Xue v. Sessions (2017)—A Chinese Christian named Ting Xue sought asylum from religious persecution in the United States. The INS wanted him deported, and the Tenth Circuit ruled against him. Xue asked the Supreme Court to review his case, and the Foundation filed an amicus brief in his support. We argued that the Tenth Circuit was reading religious asylum law too narrowly and failed to consider how badly Communist China persecutes Christians. By the time his case reached the Supreme Court, the Trump administration came into power and was more sympathetic to Xue’s claim than the Obama administration was. The Trump administration worked out a deal with Xue that did not require him to be deported, so the Supreme Court dismissed the case as settled.
United States v. Texas (2015)—President Obama entered an order refusing to deport illegal aliens as the law required. The Fifth Circuit held that his actions were unconstitutional, and the government appealed to the Supreme Court. We filed an amicus brief arguing that by refusing to deport illegal immigrants, President Obama was violating Article II’s requirement that the President take care to faithfully execute the laws. We also argued that he was usurping Congress’s role by implementing a new law instead of following the old one.
Awad v. Ziriax (2010) (http://www NULL.morallaw NULL.org/PDF/Awad_v_Ziriax_OKSharia_FMLAmicus NULL.pdf)—The Foundation for Moral Law argued to the U.S. Court of Appeals for the 10th Circuit, defending the constitutionality of Oklahoma’s “Save Our State Amendment,” (https://www NULL.sos NULL.ok NULL.gov/documents/questions/755 NULL.pdf)which blocks foreign and Sharia law from being considered in Oklahoma court decisions.

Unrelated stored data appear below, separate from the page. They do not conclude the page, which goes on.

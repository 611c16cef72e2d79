// Copyright (c) 2024-2025 GraphSchema Contributors
// SPDX-License-Identifier: Apache-2.0
//
//! In-memory schema store

use parking_lot::Mutex;

use super::{PersistedSchema, SchemaStore, StorageResult};

/// Keeps the latest snapshot in process memory
#[derive(Debug, Default)]
pub struct MemorySchemaStore {
    current: Mutex<Option<PersistedSchema>>,
}

impl MemorySchemaStore {
    pub fn new() -> Self {
        Self::default()
    }
}

impl SchemaStore for MemorySchemaStore {
    fn load(&self) -> StorageResult<Option<PersistedSchema>> {
        Ok(self.current.lock().clone())
    }

    fn compare_and_swap(
        &self,
        expected_version: u64,
        schema: &PersistedSchema,
    ) -> StorageResult<bool> {
        let mut current = self.current.lock();
        let stored_version = current.as_ref().map(|s| s.version).unwrap_or(0);
        if stored_version != expected_version {
            return Ok(false);
        }
        *current = Some(schema.clone());
        Ok(true)
    }

    fn name(&self) -> &'static str {
        "memory"
    }
}
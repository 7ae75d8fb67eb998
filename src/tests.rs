use petgraph::graph::NodeIndex;

use crate::rules::{bond_order_sum, electrons_on_atom, formal_charge_sum, same_arrangement};
use crate::*;

fn lewis(symbols: &[&str], charge: i8) -> Lewis {
    generate(&Composition::from_symbols(symbols.iter().copied(), charge).unwrap())
}

fn center(l: &Lewis) -> NodeIndex {
    l.central_node().unwrap()
}

fn central_doubles(s: &LewisStructure, c: NodeIndex) -> usize {
    s.bonds_of(c)
        .filter(|&e| s.bond(e).order == BondOrder::Double)
        .count()
}

#[test]
fn carbon_dioxide() {
    let l = lewis(&["C", "O", "O"], 0);
    assert!(l.is_valid());
    assert_eq!(l.central(), Some(0));
    assert_eq!(l.structures().len(), 1);
    let s = &l.structures()[0];
    assert_eq!(bond_order_sum(s, center(&l)), 4);
    assert_eq!(s.atom(center(&l)).lone_pairs, 0);
    assert_eq!(formal_charge_sum(s), 0);

    let info = l.vsepr(0).unwrap();
    assert_eq!(info.electron_geometry, ElectronGeometry::Linear);
    assert_eq!(info.hybridization, Hybridization::SP);
    assert_eq!(info.sigma_bonds, 2);
    assert_eq!(info.pi_bonds, 2);
}

#[test]
fn nitrate_resonance() {
    let l = lewis(&["N", "O", "O", "O"], -1);
    assert_eq!(l.central(), Some(0));
    assert_eq!(l.structures().len(), 3);
    for s in l.structures() {
        assert_eq!(central_doubles(s, center(&l)), 1);
        assert_eq!(bond_order_sum(s, center(&l)), 4);
        assert_eq!(formal_charge_sum(s), -1);
    }
}

#[test]
fn sulfate_expands_and_caps() {
    let l = lewis(&["S", "O", "O", "O", "O"], -2);
    assert_eq!(l.central(), Some(0));
    assert_eq!(l.structures().len(), MAX_RESONANCE);
    for s in l.structures() {
        assert_eq!(bond_order_sum(s, center(&l)), 6);
        assert_eq!(s.atom(center(&l)).formal_charge, 0);
    }
    let info = l.vsepr(0).unwrap();
    assert_eq!(info.shape, Shape::Tetrahedral);
}

#[test]
fn ammonium() {
    let l = lewis(&["N", "H", "H", "H", "H"], 1);
    assert_eq!(l.central(), Some(0));
    assert_eq!(l.structures().len(), 1);
    let s = &l.structures()[0];
    assert_eq!(s.bond_count(), 4);
    assert!(s.bonds().all(|e| s.bond(e).order == BondOrder::Single));
    assert_eq!(s.atom(center(&l)).lone_pairs, 0);
    assert_eq!(s.atom(center(&l)).formal_charge, 1);
}

#[test]
fn two_helium_atoms_have_no_skeleton() {
    let l = lewis(&["He", "He"], 0);
    assert!(!l.is_valid());
    assert_eq!(l.invalid_reason(), Some(InvalidReason::Skeleton));
    assert_eq!(l.message(), "Cannot build a valid bond skeleton");
}

#[test]
fn electron_deficient_boron() {
    let l = lewis(&["B", "F", "F", "F"], 0);
    assert!(l.is_valid());
    let s = &l.structures()[0];
    assert_eq!(electrons_on_atom(s, center(&l)), 6);
    assert_eq!(l.vsepr(0).unwrap().shape, Shape::TrigonalPlanar);
}

#[test]
fn expanded_octets() {
    let sf6 = lewis(&["S", "F", "F", "F", "F", "F", "F"], 0);
    assert_eq!(sf6.central(), Some(0));
    let info = sf6.vsepr(0).unwrap();
    assert_eq!(info.shape, Shape::Octahedral);
    assert_eq!(info.hybridization, Hybridization::SP3D2);

    let pcl5 = lewis(&["P", "Cl", "Cl", "Cl", "Cl", "Cl"], 0);
    assert_eq!(pcl5.vsepr(0).unwrap().shape, Shape::TrigonalBipyramidal);

    let xef4 = lewis(&["Xe", "F", "F", "F", "F"], 0);
    let info = xef4.vsepr(0).unwrap();
    assert_eq!(info.lone_pairs, 2);
    assert_eq!(info.shape, Shape::SquarePlanar);
}

#[test]
fn interhalogen_center() {
    let l = lewis(&["Cl", "F", "F", "F"], 0);
    assert_eq!(l.central(), Some(0));
    let info = l.vsepr(0).unwrap();
    assert_eq!((info.bond_pairs, info.lone_pairs), (3, 2));
    assert_eq!(info.shape, Shape::TShaped);
}

#[test]
fn phosphate_and_carbonate() {
    let po4 = lewis(&["P", "O", "O", "O", "O"], -3);
    assert_eq!(po4.central(), Some(0));
    assert_eq!(po4.structures().len(), 4);
    for s in po4.structures() {
        assert_eq!(bond_order_sum(s, center(&po4)), 5);
        assert_eq!(formal_charge_sum(s), -3);
    }

    let co3 = lewis(&["C", "O", "O", "O"], -2);
    assert_eq!(co3.central(), Some(0));
    assert_eq!(co3.structures().len(), 3);
}

#[test]
fn simple_hydrides() {
    let nh3 = lewis(&["N", "H", "H", "H"], 0);
    assert_eq!(nh3.vsepr(0).unwrap().shape, Shape::TrigonalPyramidal);

    let ch4 = lewis(&["C", "H", "H", "H", "H"], 0);
    assert_eq!(ch4.vsepr(0).unwrap().shape, Shape::Tetrahedral);

    let h2o = lewis(&["H", "O", "H"], 0);
    assert_eq!(h2o.central(), Some(1));
    assert_eq!(h2o.vsepr(0).unwrap().shape, Shape::Bent);
}

#[test]
fn rejected_electron_counts() {
    assert_eq!(
        lewis(&["N", "O"], 0).invalid_reason(),
        Some(InvalidReason::OddElectrons)
    );
    assert_eq!(
        lewis(&["H"], 2).invalid_reason(),
        Some(InvalidReason::NegativeElectrons)
    );
    assert_eq!(
        generate(&Composition::empty()).invalid_reason(),
        Some(InvalidReason::NoAtoms)
    );
}

#[test]
fn resonance_forms_are_distinct() {
    let l = lewis(&["S", "O", "O", "O", "O"], -2);
    let forms = l.structures();
    for i in 0..forms.len() {
        for j in (i + 1)..forms.len() {
            assert!(!same_arrangement(&forms[i], &forms[j]), "{i} vs {j}");
        }
    }
}

#[test]
fn restricted_halogens_reject_iodine_heptafluoride() {
    let comp = Composition::from_symbols(["I", "F", "F", "F", "F", "F", "F", "F"], 0).unwrap();
    assert!(generate(&comp).is_valid());

    let config = Config {
        halogen_valence: HalogenValence::Restricted,
        ..Config::default()
    };
    let l = generate_with(&comp, &config);
    assert_eq!(l.invalid_reason(), Some(InvalidReason::Skeleton));
}

#[test]
fn anions_with_three_or_more_central_lone_pairs() {
    let icl3 = lewis(&["I", "Cl", "Cl", "Cl"], -2);
    let info = icl3.vsepr(0).unwrap();
    assert_eq!((info.bond_pairs, info.lone_pairs), (3, 3));
    assert!(info.from_table);
    assert_eq!(info.shape, Shape::TShaped);

    let xef4 = lewis(&["Xe", "F", "F", "F", "F"], -2);
    let info = xef4.vsepr(0).unwrap();
    assert_eq!((info.bond_pairs, info.lone_pairs), (4, 3));
    assert_eq!(info.electron_geometry, ElectronGeometry::PentagonalBipyramidal);
    assert_eq!(info.shape, Shape::Planar);
}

The Foundation explained (1) that Oklahoma may establish standards for the interpretation of its Constitution and laws, especially a legal system like Sharia that is antithetical to American law; (2) that the Save Our State Amendment would have certainly been held constitutional if it had not mentioned Sharia; but that (3) because there is doubt as to whether Sharia is religion or law (or both), it was necessary for the Oklahoma amendment to mention Sharia as part of the excluded category of law. Moreover, allowing the influence of Sharia in American courts–and there are examples of it in several states–raises greater problems of government establishment of religion as courts will be forced to pick and choose one of the many variants of Sharia law in Islam.
McDonald v. City of Chicago, Ill. (2009)—The Foundation argued to the U.S. Supreme Court that handgun bans in Chicago and Oak Park, Illinois, violate the God-given, inalienable right of self-defense and the right of the people to keep and bear arms under the Second Amendment. The Second Amendment is a “privilege or immunity” for all U.S. citizens protected under the 14th Amendment and any state or local law that bans handguns for law-abiding citizens violates a historic and fundamental right under the U.S. Constitution.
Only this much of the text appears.